===== Data

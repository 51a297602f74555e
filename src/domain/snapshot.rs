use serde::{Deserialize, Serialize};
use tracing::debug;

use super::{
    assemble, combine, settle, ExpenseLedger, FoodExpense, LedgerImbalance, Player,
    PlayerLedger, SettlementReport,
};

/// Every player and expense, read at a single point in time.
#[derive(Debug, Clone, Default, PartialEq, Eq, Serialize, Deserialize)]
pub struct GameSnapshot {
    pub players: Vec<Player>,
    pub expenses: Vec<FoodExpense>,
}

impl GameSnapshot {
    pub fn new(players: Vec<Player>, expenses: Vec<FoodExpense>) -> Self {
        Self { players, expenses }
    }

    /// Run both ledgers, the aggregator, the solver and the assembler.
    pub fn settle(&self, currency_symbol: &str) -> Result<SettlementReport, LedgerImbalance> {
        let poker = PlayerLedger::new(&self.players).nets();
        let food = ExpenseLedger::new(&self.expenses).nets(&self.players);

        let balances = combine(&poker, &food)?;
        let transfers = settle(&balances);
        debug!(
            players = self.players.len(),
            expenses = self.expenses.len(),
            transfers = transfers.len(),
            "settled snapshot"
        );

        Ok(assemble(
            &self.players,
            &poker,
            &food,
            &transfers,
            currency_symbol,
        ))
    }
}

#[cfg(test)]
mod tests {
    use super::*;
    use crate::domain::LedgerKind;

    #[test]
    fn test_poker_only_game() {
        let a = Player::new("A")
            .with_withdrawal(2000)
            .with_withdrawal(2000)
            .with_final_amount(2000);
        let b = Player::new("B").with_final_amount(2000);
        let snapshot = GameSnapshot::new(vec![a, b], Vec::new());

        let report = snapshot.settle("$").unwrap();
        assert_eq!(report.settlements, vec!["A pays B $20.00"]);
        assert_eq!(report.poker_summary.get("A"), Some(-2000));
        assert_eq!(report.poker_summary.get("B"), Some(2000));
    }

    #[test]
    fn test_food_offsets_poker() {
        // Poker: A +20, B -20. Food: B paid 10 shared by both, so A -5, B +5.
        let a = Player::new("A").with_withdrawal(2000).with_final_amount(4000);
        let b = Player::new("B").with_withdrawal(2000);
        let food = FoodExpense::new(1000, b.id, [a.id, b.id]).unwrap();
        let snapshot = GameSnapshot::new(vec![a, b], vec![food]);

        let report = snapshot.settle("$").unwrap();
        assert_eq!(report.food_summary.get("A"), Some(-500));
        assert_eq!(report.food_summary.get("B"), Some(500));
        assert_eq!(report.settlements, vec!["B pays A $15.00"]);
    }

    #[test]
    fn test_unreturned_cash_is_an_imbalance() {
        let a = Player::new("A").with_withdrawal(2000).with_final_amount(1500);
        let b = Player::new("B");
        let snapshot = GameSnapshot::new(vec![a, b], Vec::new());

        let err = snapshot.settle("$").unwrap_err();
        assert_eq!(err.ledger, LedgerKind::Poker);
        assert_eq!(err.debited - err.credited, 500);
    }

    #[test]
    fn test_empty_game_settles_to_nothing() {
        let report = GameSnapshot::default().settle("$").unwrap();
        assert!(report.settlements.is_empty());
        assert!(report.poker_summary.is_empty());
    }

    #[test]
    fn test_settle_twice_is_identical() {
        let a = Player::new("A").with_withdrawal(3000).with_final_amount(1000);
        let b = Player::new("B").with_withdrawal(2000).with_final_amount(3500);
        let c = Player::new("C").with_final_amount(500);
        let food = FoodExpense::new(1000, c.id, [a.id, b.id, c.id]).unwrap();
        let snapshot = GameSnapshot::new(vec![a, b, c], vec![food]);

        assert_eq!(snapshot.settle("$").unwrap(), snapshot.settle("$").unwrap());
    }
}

==========

§ Assignment: Show all lines in the entries above where the word "Serialize" appears.

§ Task response:
use serde::{Deserialize, Serialize};
#[derive(Debug, Clone, Default, PartialEq, Eq, Serialize, Deserialize)]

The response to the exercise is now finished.